Records drawn from a dataset:

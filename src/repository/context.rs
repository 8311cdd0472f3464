// ==========================================
// 井资产只读仓储 - 仓储基础上下文
// ==========================================
// 职责: 会话获取委托 + 追踪器 + 通用单值参数读取
// 红线: 不含关联查询与业务逻辑
// ==========================================

use crate::config::StoreConfig;
use crate::repository::error::{StoreError, StoreResult};
use crate::session::{Session, SessionProvider, SessionVariant, SqliteSessionProvider};
use crate::tracer::{LogTracer, OperationScope, OperationTracer};
use rusqlite::{params, OptionalExtension};
use std::fmt;
use std::sync::Arc;

// ==========================================
// StoreContext - 所有仓储共享的基础
// ==========================================
#[derive(Clone)]
pub struct StoreContext {
    sessions: Arc<dyn SessionProvider>,
    tracer: Arc<dyn OperationTracer>,
}

impl StoreContext {
    pub fn builder() -> StoreContextBuilder {
        StoreContextBuilder::default()
    }

    /// 按配置创建: SQLite 会话工厂 + tracing 追踪器
    pub fn from_config(config: &StoreConfig) -> StoreResult<Self> {
        let provider = SqliteSessionProvider::new(config.clone())?;
        Self::builder()
            .session_provider(Arc::new(provider))
            .tracer(Arc::new(LogTracer))
            .build()
    }

    /// 获取会话
    pub fn acquire(&self, variant: SessionVariant) -> StoreResult<Session> {
        self.sessions.acquire(variant)
    }

    /// 开始一个被追踪的操作
    pub fn begin<'a>(&'a self, operation: &'static str, correlation_id: &'a str) -> OperationScope<'a> {
        OperationScope::begin(self.tracer.as_ref(), operation, correlation_id)
    }

    pub fn tracer(&self) -> &dyn OperationTracer {
        self.tracer.as_ref()
    }

    /// 读取单值系统参数
    ///
    /// # 返回
    /// - Ok(Some(value)): 参数存在且值非空
    /// - Ok(None): 参数不存在或值为 NULL
    /// - Err: 会话获取失败或查询失败
    pub fn read_scalar_parameter(&self, name: &str) -> StoreResult<Option<String>> {
        let session = self.acquire(SessionVariant::Reporting)?;

        let value = session
            .conn()
            .query_row(
                "SELECT value FROM system_parameters WHERE parameter = ?1",
                params![name],
                |row| row.get::<_, Option<String>>(0),
            )
            .optional()?
            .flatten();

        session.release();
        Ok(value)
    }
}

impl fmt::Debug for StoreContext {
    fn fmt(&self, f: &mut fmt::Formatter<'_>) -> fmt::Result {
        f.debug_struct("StoreContext").finish_non_exhaustive()
    }
}

// ==========================================
// StoreContextBuilder - 构造期依赖校验
// ==========================================
#[derive(Default)]
pub struct StoreContextBuilder {
    sessions: Option<Arc<dyn SessionProvider>>,
    tracer: Option<Arc<dyn OperationTracer>>,
}

impl StoreContextBuilder {
    pub fn session_provider(mut self, sessions: Arc<dyn SessionProvider>) -> Self {
        self.sessions = Some(sessions);
        self
    }

    pub fn tracer(mut self, tracer: Arc<dyn OperationTracer>) -> Self {
        self.tracer = Some(tracer);
        self
    }

    /// 构造上下文; 任一依赖缺失返回 InvalidConfiguration
    pub fn build(self) -> StoreResult<StoreContext> {
        let sessions = self.sessions.ok_or_else(|| {
            StoreError::InvalidConfiguration("缺少 session provider".to_string())
        })?;
        let tracer = self
            .tracer
            .ok_or_else(|| StoreError::InvalidConfiguration("缺少 operation tracer".to_string()))?;

        Ok(StoreContext { sessions, tracer })
    }
}

#[cfg(test)]
mod tests {
    use super::*;
    use crate::test_support::TestDb;
    use crate::tracer::MemoryTracer;

    #[test]
    fn test_build_requires_session_provider() {
        let err = StoreContext::builder()
            .tracer(Arc::new(MemoryTracer::new()))
            .build()
            .unwrap_err();
        assert!(matches!(err, StoreError::InvalidConfiguration(ref m) if m.contains("session")));
    }

    #[test]
    fn test_build_requires_tracer() {
        let db = TestDb::new();
        let provider = SqliteSessionProvider::new(db.config()).unwrap();
        let err = StoreContext::builder()
            .session_provider(Arc::new(provider))
            .build()
            .unwrap_err();
        assert!(matches!(err, StoreError::InvalidConfiguration(ref m) if m.contains("tracer")));
    }

    #[test]
    fn test_from_config_rejects_empty_path() {
        let err = StoreContext::from_config(&StoreConfig::new("")).unwrap_err();
        assert!(matches!(err, StoreError::InvalidConfiguration(_)));
    }

    #[test]
    fn test_read_scalar_parameter() {
        let db = TestDb::new();
        db.seed(
            r#"
            INSERT INTO system_parameters (parameter, value) VALUES ('ScanInterval', '15');
            INSERT INTO system_parameters (parameter, value) VALUES ('NullValued', NULL);
            "#,
        );
        let (ctx, _tracer) = db.context();

        assert_eq!(
            ctx.read_scalar_parameter("ScanInterval").unwrap(),
            Some("15".to_string())
        );
        assert_eq!(ctx.read_scalar_parameter("NullValued").unwrap(), None);
        assert_eq!(ctx.read_scalar_parameter("Missing").unwrap(), None);
    }
}
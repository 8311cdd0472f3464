// ==========================================
// 井资产只读仓储 - 仓储层错误类型
// ==========================================
// 工具: thiserror 派生宏
// 约定: 未找到不是错误, 由 Option / 空集合表达
// ==========================================

use thiserror::Error;

/// 仓储层错误类型
#[derive(Error, Debug)]
pub enum StoreError {
    // ===== 构造期错误 =====
    /// 构造期依赖缺失或配置非法 (只在构造时出现, 不在调用时出现)
    #[error("配置无效: {0}")]
    InvalidConfiguration(String),

    // ===== 数据库错误 =====
    /// 无法获取会话, 原样透传底层错误, 不重试
    #[error("数据库连接失败: {0}")]
    Connection(#[source] rusqlite::Error),

    #[error("数据库查询失败: {0}")]
    Query(String),
}

// 会话建立之后的语句失败统一归为查询错误
impl From<rusqlite::Error> for StoreError {
    fn from(err: rusqlite::Error) -> Self {
        match err {
            rusqlite::Error::SqliteFailure(_, Some(msg)) => StoreError::Query(msg),
            _ => StoreError::Query(err.to_string()),
        }
    }
}

impl StoreError {
    /// 是否为连接类错误
    pub fn is_connection(&self) -> bool {
        matches!(self, StoreError::Connection(_))
    }
}

/// Result 类型别名
pub type StoreResult<T> = Result<T, StoreError>;

#[cfg(test)]
mod tests {
    use super::*;

    #[test]
    fn test_sqlite_failure_maps_to_query() {
        let err = rusqlite::Error::SqliteFailure(
            rusqlite::ffi::Error::new(1),
            Some("no such table: node_master".to_string()),
        );
        let mapped: StoreError = err.into();
        match mapped {
            StoreError::Query(msg) => assert!(msg.contains("node_master")),
            other => panic!("unexpected error: {:?}", other),
        }
    }

    #[test]
    fn test_connection_error_keeps_source() {
        let err = StoreError::Connection(rusqlite::Error::InvalidPath("/nope".into()));
        assert!(err.is_connection());
        assert!(std::error::Error::source(&err).is_some());
    }
}
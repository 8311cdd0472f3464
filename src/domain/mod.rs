// ==========================================
// 井资产只读仓储 - 领域层
// ==========================================
// 职责: 查询投影后的结果模型（不可变值对象）
// 红线: 结果模型与表结构解耦, 不含数据访问逻辑
// ==========================================

pub mod lookup;
pub mod node;
pub mod rod;

pub use lookup::{ControlActionModel, ManufacturerModel, StringIdModel};
pub use node::NodeProjected;
pub use rod::RodGradeModel;
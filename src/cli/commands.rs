use std::sync::Arc;

use anyhow::{Context, Result};
use tracing::debug;

use crate::bridge::BridgeOrchestrator;
use crate::client::GeminiClient;
use crate::config::Config;
use crate::error::BridgeError;
use crate::server;

use super::args::{Cli, Command, PlanArgs, ServeArgs};
use super::config_cmd;
use super::render;

/// Config is loaded per command: `plan` and `serve` need a valid one, while
/// `config` must still work when the saved file is broken.
pub(crate) async fn run(cli: Cli) -> Result<()> {
    match cli.command {
        Command::Plan(args) => run_plan(args, &Config::load()?).await,
        Command::Serve(args) => run_serve(args, &Config::load()?).await,
        Command::Config(args) => {
            let (config, load_error) = Config::load_or_fallback();
            if let Some(err) = load_error {
                eprintln!("⚠️  Could not load configuration: {err:#}");
                eprintln!("   Showing the layers that still load; saving will overwrite the file.");
            }
            config_cmd::handle_config(&args, config)
        }
    }
}

fn build_orchestrator(config: &Config) -> Result<Arc<BridgeOrchestrator>> {
    let client = GeminiClient::new(&config.gemini, &config.retry)?;
    Ok(Arc::new(BridgeOrchestrator::new(Arc::new(client))))
}

async fn run_plan(args: PlanArgs, config: &Config) -> Result<()> {
    let orchestrator = build_orchestrator(config)?;

    eprintln!("✨ Building a travel plan for {}...", args.destination.trim());
    let plan = tokio::select! {
        result = orchestrator.generate_travel_plan(&args.destination, &args.duration) => result?,
        _ = tokio::signal::ctrl_c() => {
            debug!("interrupt received, abandoning plan generation");
            return Err(BridgeError::Cancelled.into());
        }
    };

    if args.json {
        let json = serde_json::to_string_pretty(&plan).context("Failed to serialize travel plan")?;
        println!("{json}");
    } else {
        render::print_plan(&plan);
    }

    Ok(())
}

async fn run_serve(args: ServeArgs, config: &Config) -> Result<()> {
    if !config.gemini.has_api_key() {
        tracing::warn!(
            "no Gemini API key configured; every request will fail until GOOGLE_API_KEY is set"
        );
    }

    let orchestrator = build_orchestrator(config)?;
    let bind = args.bind.unwrap_or_else(|| config.server.bind.clone());
    let port = args.port.unwrap_or(config.server.port);
    server::run_serve(orchestrator, &bind, port).await
}
mod args;
mod commands;
mod config_cmd;
mod render;

pub use args::Cli;
use anyhow::Result;

use super::types::{Config, GeminiSettings, RetrySettings, ServerSettings};

#[derive(Debug)]
pub struct ConfigBuilder {
    pub(super) gemini: GeminiSettings,
    pub(super) retry: RetrySettings,
    pub(super) server: ServerSettings,
}

impl ConfigBuilder {
    pub fn new() -> Self {
        Self {
            gemini: GeminiSettings::default(),
            retry: RetrySettings::default(),
            server: ServerSettings::default(),
        }
    }

    pub fn with_gemini<F>(mut self, update: F) -> Self
    where
        F: FnOnce(&mut GeminiSettings),
    {
        update(&mut self.gemini);
        self
    }

    pub fn with_retry<F>(mut self, update: F) -> Self
    where
        F: FnOnce(&mut RetrySettings),
    {
        update(&mut self.retry);
        self
    }

    pub fn with_server<F>(mut self, update: F) -> Self
    where
        F: FnOnce(&mut ServerSettings),
    {
        update(&mut self.server);
        self
    }

    pub fn build(self) -> Result<Config> {
        Ok(Config {
            gemini: self.gemini,
            retry: self.retry,
            server: self.server,
        })
    }
}

impl Default for ConfigBuilder {
    fn default() -> Self {
        Self::new()
    }
}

TASK GOAL: Out of the data above, transcribe exactly and only the lines starting with the line that has "use crate::error::BridgeError;" and going on through the line that has "file is broken.", both included.

COMPLETED TASK:
use crate::error::BridgeError;
use crate::server;

use super::args::{Cli, Command, PlanArgs, ServeArgs};
use super::config_cmd;
use super::render;

/// Config is loaded per command: `plan` and `serve` need a valid one, while
/// `config` must still work when the saved file is broken.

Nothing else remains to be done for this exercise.